Work required: Locate every line below that contains the word "softmax" and copy it.

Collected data
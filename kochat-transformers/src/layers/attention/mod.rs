use std::fmt::Debug;

use candle_core::Tensor;
use candle_nn::VarBuilder;

mod mask;
pub use mask::{AttentionMask, AttentionMaskError};

mod sdpa;
pub use sdpa::{SDPAConfig, SDPAError, SDPA};

mod self_attention;
pub use self_attention::{
    AttentionHeads, CausalMask, CausalMaskError, QkvMode, SelfAttention, SelfAttentionConfig,
    SelfAttentionError, SelfAttentionMask, SelfAttentionMaskError,
};

use crate::error::BoxedError;
use crate::kv_cache::LayerKeyValueCache;

/// Attention over the pieces of a sequence.
pub trait Attention {
    /// Attend from every piece of `input` to the pieces that
    /// `attention_mask` marks as `true`.
    ///
    /// `input` has shape `(batch_size, seq_len, width)`. When `cache`
    /// holds keys and values of earlier pieces, the mask covers the
    /// cached pieces followed by the new ones. With `use_causal_mask`,
    /// a piece cannot attend to the pieces after it.
    fn forward_t(
        &self,
        input: &Tensor,
        attention_mask: &AttentionMask,
        cache: &mut LayerKeyValueCache,
        positions: Option<&Tensor>,
        train: bool,
        use_causal_mask: bool,
    ) -> Result<Tensor, BoxedError>;
}

pub trait BuildAttention: Debug {
    fn build(&self, vb: VarBuilder) -> Result<Box<dyn Attention>, BoxedError>;
}

/// Computes attention from queries, keys and values that are already
/// split into heads.
pub trait AttentionScorer {
    /// Weigh `value` by the similarity of `query` and `key`.
    ///
    /// Queries have shape `(batch_size, n_heads, query_len, head_width)`,
    /// keys and values `(batch_size, n_heads, key_len, head_width)`.
    /// Keys that are `false` in `attention_mask` get no weight.
    ///
    /// Returns a tensor with the shape of `query`.
    fn forward(
        &self,
        query: &Tensor,
        key: &Tensor,
        value: &Tensor,
        attention_mask: &AttentionMask,
        train: bool,
        use_causal_mask: bool,
    ) -> Result<Tensor, BoxedError>;
}

pub trait BuildAttentionScorer: Debug {
    fn build(&self, vb: VarBuilder) -> Result<Box<dyn AttentionScorer>, BoxedError>;
}
pub mod activation;

pub mod attention;

pub mod build_module;

pub mod dropout;

pub mod feedforward;

pub mod identity;

pub mod layer_norm;

pub mod transformer;
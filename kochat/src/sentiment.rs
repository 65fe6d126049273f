//! Emotion classification of user utterances.
use std::fmt;

use candle_core::{Device, D};
use candle_nn::ops::softmax;
use kochat_transformers::architectures::SequenceClassifier;
use kochat_transformers::error::BoxedError;
use kochat_transformers::models::electra::ElectraSequenceClassifier;
use kochat_transformers::models::hf::{FromHFHub, FromHfHubError};
use kochat_transformers::models::transformer::TransformerSequenceClassifier;
use kochat_transformers::tokenizers::{
    FromHFHub as TokenizerFromHFHub, HfTokenizer, PiecesWithIdsError, TokenizerEncodeInput,
};
use snafu::{ResultExt, Snafu};

#[derive(Debug, Snafu)]
pub enum SentimentError {
    #[snafu(display("Cannot load emotion classifier '{name}'"))]
    LoadClassifier {
        name: String,
        source: FromHfHubError,
    },

    #[snafu(display("Cannot load tokenizer '{name}'"))]
    LoadTokenizer { name: String, source: BoxedError },

    #[snafu(display("Cannot tokenize utterance"))]
    Tokenize { source: BoxedError },

    #[snafu(display("Cannot create classifier input"))]
    Input { source: PiecesWithIdsError },

    #[snafu(display("Cannot create type identifiers"))]
    TypeIds { source: candle_core::Error },

    #[snafu(display("Cannot classify utterance"))]
    Classify { source: BoxedError },

    #[snafu(display("Cannot compute emotion probabilities"))]
    Probabilities { source: candle_core::Error },

    #[snafu(display("Classifier predicts {n_labels} labels, expected {}", Emotion::ALL.len()))]
    LabelCount { n_labels: usize },
}

/// Emotions in the label order of the classifier.
#[derive(Clone, Copy, Debug, Eq, Hash, PartialEq)]
pub enum Emotion {
    Sadness,
    Neutral,
    Happiness,
    Disgust,
    Anger,
    Fear,
    Surprise,
}

impl Emotion {
    pub const ALL: [Emotion; 7] = [
        Emotion::Sadness,
        Emotion::Neutral,
        Emotion::Happiness,
        Emotion::Disgust,
        Emotion::Anger,
        Emotion::Fear,
        Emotion::Surprise,
    ];

    /// Class index of the emotion.
    pub fn index(self) -> usize {
        self as usize
    }

    pub fn from_index(index: usize) -> Option<Self> {
        Self::ALL.get(index).copied()
    }

    /// Korean label of the emotion.
    pub fn label(self) -> &'static str {
        match self {
            Emotion::Sadness => "슬픔",
            Emotion::Neutral => "중립",
            Emotion::Happiness => "행복",
            Emotion::Disgust => "혐오",
            Emotion::Anger => "분노",
            Emotion::Fear => "공포",
            Emotion::Surprise => "놀람",
        }
    }
}

impl fmt::Display for Emotion {
    fn fmt(&self, f: &mut fmt::Formatter<'_>) -> fmt::Result {
        f.write_str(self.label())
    }
}

/// Most likely emotion of an utterance with the probabilities of all
/// emotions.
#[derive(Clone, Debug, PartialEq)]
pub struct EmotionPrediction {
    pub emotion: Emotion,
    /// Probabilities in the order of [`Emotion::ALL`].
    pub probabilities: [f32; 7],
}

/// Classifies utterances into emotions.
pub struct EmotionClassifier {
    device: Device,
    max_len: usize,
    model: TransformerSequenceClassifier,
    tokenizer: HfTokenizer,
}

impl EmotionClassifier {
    pub fn new(
        model: TransformerSequenceClassifier,
        tokenizer: HfTokenizer,
        device: Device,
    ) -> Self {
        EmotionClassifier {
            device,
            max_len: 128,
            model,
            tokenizer,
        }
    }

    /// Load the classifier and its tokenizer from Hugging Face Hub.
    pub fn from_hf_hub(
        classifier_name: &str,
        tokenizer_name: &str,
        device: Device,
    ) -> Result<Self, SentimentError> {
        let model = ElectraSequenceClassifier::from_hf_hub(classifier_name, None, &device)
            .context(LoadClassifierSnafu {
                name: classifier_name,
            })?;
        let tokenizer = <HfTokenizer as TokenizerFromHFHub>::from_hf_hub(tokenizer_name, None)
            .context(LoadTokenizerSnafu {
                name: tokenizer_name,
            })?;
        Ok(Self::new(model, tokenizer, device))
    }

    /// Maximum number of pieces of an utterance, including special pieces.
    ///
    /// Default: `128`
    pub fn max_len(mut self, max_len: usize) -> Self {
        self.max_len = max_len;
        self
    }

    /// Predict the emotion of an utterance.
    pub fn predict(&self, utterance: &str) -> Result<EmotionPrediction, SentimentError> {
        let pieces = self
            .tokenizer
            .encode_with(
                [TokenizerEncodeInput::RawString(utterance)],
                true,
                Some(self.max_len),
            )
            .context(TokenizeSnafu)?;
        let piece_ids = pieces
            .padded_tensor(0, false, &self.device)
            .context(InputSnafu)?;
        let type_ids = piece_ids.zeros_like().context(TypeIdsSnafu)?;
        let mask = pieces
            .attention_mask(false, &self.device)
            .context(InputSnafu)?;

        let output = self
            .model
            .forward_t(&piece_ids, &mask, None, Some(&type_ids), false)
            .context(ClassifySnafu)?;
        let probabilities = softmax(output.logits(), D::Minus1)
            .and_then(|probs| probs.squeeze(0))
            .and_then(|probs| probs.to_vec1::<f32>())
            .context(ProbabilitiesSnafu)?;
        let probabilities: [f32; 7] = probabilities.as_slice().try_into().map_err(|_| {
            SentimentError::LabelCount {
                n_labels: probabilities.len(),
            }
        })?;

        let emotion = Emotion::ALL
            .into_iter()
            .zip(probabilities)
            .max_by(|(_, a), (_, b)| a.total_cmp(b))
            .map(|(emotion, _)| emotion)
            .unwrap_or(Emotion::Neutral);

        Ok(EmotionPrediction {
            emotion,
            probabilities,
        })
    }
}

Output of the task:
use candle_nn::ops::softmax;
        let probabilities = softmax(output.logits(), D::Minus1)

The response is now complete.